BEGIN
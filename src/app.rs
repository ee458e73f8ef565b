use std::fmt;
use std::sync::mpsc::Sender;
use std::sync::Arc;
use std::time::{Duration, Instant};

use chrono::{DateTime, Local};
use crossterm::event::{KeyCode, KeyEvent, KeyModifiers};
use tracing::{info, warn};

use crate::access::KeyGate;
use crate::export::ExportSink;
use crate::imagery::{spawn_resolve, ImageResolver, ImageSlot};
use crate::runtime::AppEvent;
use crate::workout::{Stage, Workout};

/// Longest pulse reading the input field accepts
const MAX_PULSE_DIGITS: usize = 3;

#[derive(Debug, Clone, Copy, PartialEq, Eq)]
pub enum Flow {
    Continue,
    Quit,
}

/// Everything the TUI needs: the controller plus the side tasks around it
pub struct App {
    pub workout: Workout,
    pub pulse_input: String,
    pub images: ImageSlot,
    pub gate_open: bool,
    pub status: Option<String>,
    pub exported: bool,
    pub finished_at: Option<DateTime<Local>>,
    gate: Box<dyn KeyGate>,
    resolver: Option<(Arc<dyn ImageResolver>, Sender<AppEvent>)>,
    sinks: Vec<Box<dyn ExportSink>>,
    last_step: Instant,
}

impl fmt::Debug for App {
    fn fmt(&self, f: &mut fmt::Formatter<'_>) -> fmt::Result {
        f.debug_struct("App")
            .field("workout", &self.workout)
            .field("pulse_input", &self.pulse_input)
            .field("images", &self.images)
            .field("gate_open", &self.gate_open)
            .field("exported", &self.exported)
            .finish()
    }
}

impl App {
    pub fn new(workout: Workout, gate: Box<dyn KeyGate>) -> Self {
        let gate_open = gate.has_key();
        Self {
            workout,
            pulse_input: String::new(),
            images: ImageSlot::default(),
            gate_open,
            status: None,
            exported: false,
            finished_at: None,
            gate,
            resolver: None,
            sinks: Vec::new(),
            last_step: Instant::now(),
        }
    }

    /// Resolve exercise images on background threads, posting into `tx`
    pub fn with_resolver(mut self, resolver: Arc<dyn ImageResolver>, tx: Sender<AppEvent>) -> Self {
        self.resolver = Some((resolver, tx));
        self
    }

    pub fn with_sink(mut self, sink: Box<dyn ExportSink>) -> Self {
        self.sinks.push(sink);
        self
    }

    pub fn stage(&self) -> Stage {
        self.workout.stage()
    }

    pub fn on_event(&mut self, event: AppEvent) -> Flow {
        self.on_event_at(event, Instant::now())
    }

    /// Handle one event; `now` drives the countdowns
    pub fn on_event_at(&mut self, event: AppEvent, now: Instant) -> Flow {
        let elapsed = now.saturating_duration_since(self.last_step);
        self.last_step = now;
        // time passes before the event lands, so a countdown started by this
        // event begins from zero
        self.advance(elapsed);

        match event {
            AppEvent::Tick | AppEvent::Resize => Flow::Continue,
            AppEvent::ImageResolved { exercise_id, image } => {
                self.images.accept(&exercise_id, image);
                Flow::Continue
            }
            AppEvent::Key(key) => self.on_key(key),
        }
    }

    pub fn advance(&mut self, elapsed: Duration) {
        if self.workout.advance(elapsed) {
            self.after_transition();
        }
    }

    pub fn on_key(&mut self, key: KeyEvent) -> Flow {
        if key.code == KeyCode::Esc
            || (key.modifiers.contains(KeyModifiers::CONTROL) && key.code == KeyCode::Char('c'))
        {
            return Flow::Quit;
        }

        if !self.gate_open {
            self.on_gate_key(key.code);
            return Flow::Continue;
        }

        let changed = match (self.stage(), key.code) {
            (Stage::Start, KeyCode::Enter | KeyCode::Char(' ')) => self.workout.start(),
            (Stage::PulseBeforeInput | Stage::PulseAfterInput, code) => self.on_input_key(code),
            (Stage::ExerciseLoop, KeyCode::Enter | KeyCode::Char(' ')) => {
                self.workout.continue_exercise()
            }
            (Stage::SessionCheck, KeyCode::Char('y') | KeyCode::Char('1')) => {
                self.workout.decide(true)
            }
            (Stage::SessionCheck, KeyCode::Char('n') | KeyCode::Char('2')) => {
                self.workout.decide(false)
            }
            (Stage::FinalSummary, KeyCode::Char('u')) => {
                self.export();
                false
            }
            (Stage::FinalSummary, KeyCode::Char('r')) => {
                self.restart();
                false
            }
            _ => false,
        };

        if changed {
            self.after_transition();
        }
        Flow::Continue
    }

    fn on_gate_key(&mut self, code: KeyCode) {
        match code {
            KeyCode::Char('k') => match self.gate.select_key() {
                Ok(()) => {
                    self.gate_open = true;
                    self.status = None;
                }
                Err(e) => {
                    warn!(error = %e, "key selection failed");
                    self.status = Some(e.to_string());
                }
            },
            KeyCode::Enter => {
                if self.gate.has_key() {
                    self.gate_open = true;
                    self.status = None;
                } else {
                    self.status = Some("no key found yet".to_string());
                }
            }
            _ => {}
        }
    }

    fn on_input_key(&mut self, code: KeyCode) -> bool {
        match code {
            KeyCode::Char(c) if c.is_ascii_digit() => {
                if self.pulse_input.len() < MAX_PULSE_DIGITS {
                    self.pulse_input.push(c);
                }
                false
            }
            KeyCode::Backspace => {
                self.pulse_input.pop();
                false
            }
            KeyCode::Enter => {
                let accepted = self.workout.submit_pulse(&self.pulse_input);
                if accepted {
                    self.pulse_input.clear();
                }
                accepted
            }
            _ => false,
        }
    }

    /// Keep side tasks in step with the controller's new state
    fn after_transition(&mut self) {
        match self.workout.current_exercise() {
            Some(exercise) => {
                if self.images.request(&exercise.id) {
                    if let Some((resolver, tx)) = &self.resolver {
                        spawn_resolve(Arc::clone(resolver), exercise.clone(), tx.clone());
                    }
                }
            }
            None => self.images.clear(),
        }

        if self.stage() == Stage::FinalSummary && self.finished_at.is_none() {
            self.finished_at = Some(Local::now());
            info!(
                rounds = self.workout.session().session_count(),
                "session complete"
            );
        }
    }

    /// Hand the finished session to every sink, once
    pub fn export(&mut self) {
        if self.exported {
            return;
        }
        let Some(record) = self.workout.export_record(Local::now().date_naive()) else {
            return;
        };
        self.exported = true;

        let mut failed = Vec::new();
        for sink in &self.sinks {
            if let Err(e) = sink.export(&record) {
                warn!(sink = sink.name(), error = %e, "export failed");
                failed.push(sink.name());
            }
        }
        self.status = Some(if failed.is_empty() {
            "performance uploaded".to_string()
        } else {
            format!("export failed: {}", failed.join(", "))
        });
    }

    /// Throw the session away and go back to the start screen
    pub fn restart(&mut self) {
        self.workout.reset();
        self.pulse_input.clear();
        self.images.clear();
        self.status = None;
        self.exported = false;
        self.finished_at = None;
    }

    /// Workout length for the summary screen
    pub fn elapsed(&self) -> Option<Duration> {
        let finished = self.finished_at?;
        (finished - self.workout.session().started_at).to_std().ok()
    }
}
END
◆ Problem: Using the material above, copy every line in which the string "clear" occurs.

◆ Result:
                    self.pulse_input.clear();
            None => self.images.clear(),
        self.pulse_input.clear();
        self.images.clear();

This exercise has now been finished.